“A Christian should use these arts to the glory of God, not just as tracts, mind you, but as things of beauty to the praise of God. An art work can be a doxology in itself.”
“In God's world the individual counts. Therefore, Christian art should deal with the individual.”
“Christian art today should be twentieth-century art.”
“How should an artist begin to do his work as an artist? I would insist that he begin his work as an artist by setting out to make a work of art.”
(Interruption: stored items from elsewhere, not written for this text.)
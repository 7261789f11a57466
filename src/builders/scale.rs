use crate::error::{Result, TransformError};
use crate::math::{Matrix3, Matrix4, Vector3, Vector4};
use crate::matrix::TransformMatrix;

/// Builds a 2D non-uniform scaling `diag(sx, sy, 1)`.
///
/// A zero factor collapses that axis onto the origin; a negative factor
/// reflects and scales at once. Neither is an error.
#[must_use]
pub fn scaling2(sx: f64, sy: f64) -> TransformMatrix {
    TransformMatrix::from_matrix3(Matrix3::from_diagonal(&Vector3::new(sx, sy, 1.0)))
}

/// Builds a 3D non-uniform scaling `diag(sx, sy, sz, 1)`.
#[must_use]
pub fn scaling3(sx: f64, sy: f64, sz: f64) -> TransformMatrix {
    TransformMatrix::from_matrix4(Matrix4::from_diagonal(&Vector4::new(sx, sy, sz, 1.0)))
}

/// Builds a scaling whose dimension is taken from the length of `s`.
///
/// # Errors
///
/// Returns [`TransformError::InvalidParameter`] unless `s` has 2 or 3
/// components.
pub fn scaling(s: &[f64]) -> Result<TransformMatrix> {
    match *s {
        [sx, sy] => Ok(scaling2(sx, sy)),
        [sx, sy, sz] => Ok(scaling3(sx, sy, sz)),
        _ => Err(TransformError::invalid(format!(
            "scaling needs 2 or 3 factors, got {}",
            s.len()
        ))),
    }
}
“Any Christianity that rests upon a dichotomy - some sort of platonic concept - simply does not have an answer to nature, and we must say with tears that much orthodoxy, much evangelical Christianity, is rooted in a platonic concept, wherein the only interest is in the "upper story", in the heavenly things - only in "saving the soul" and getting it to heaven. In this platonic concept, even though orthodox and evangelical terminology is used, there is little or no interest in the proper pleasures of the body or the proper uses of the intellect. In such a Christianity there is a strong tendency to see nothing in nature beyond its use as one of the classic proofs of God's existence. "Look at nature," we are told; "Look at the Alps. God must have made them." And that is the end. Nature has become merely an academic proof of the existence of the Creator, with little value in itself. Christians of this outlook do not show an interest in nature itself. They use it simply as an apologetic weapon, rather than thinking or talking about the real value of nature.”
“I am afraid that as evangelicals, we think that a work of art only has value if we reduce it to a tract.”
“Christian art is the expression of the whole life of the whole person as a Christian. What a Christian portrays in his art is the totality of life. Art is not to be solely a vehicle for some sort of self-conscious evangelism.”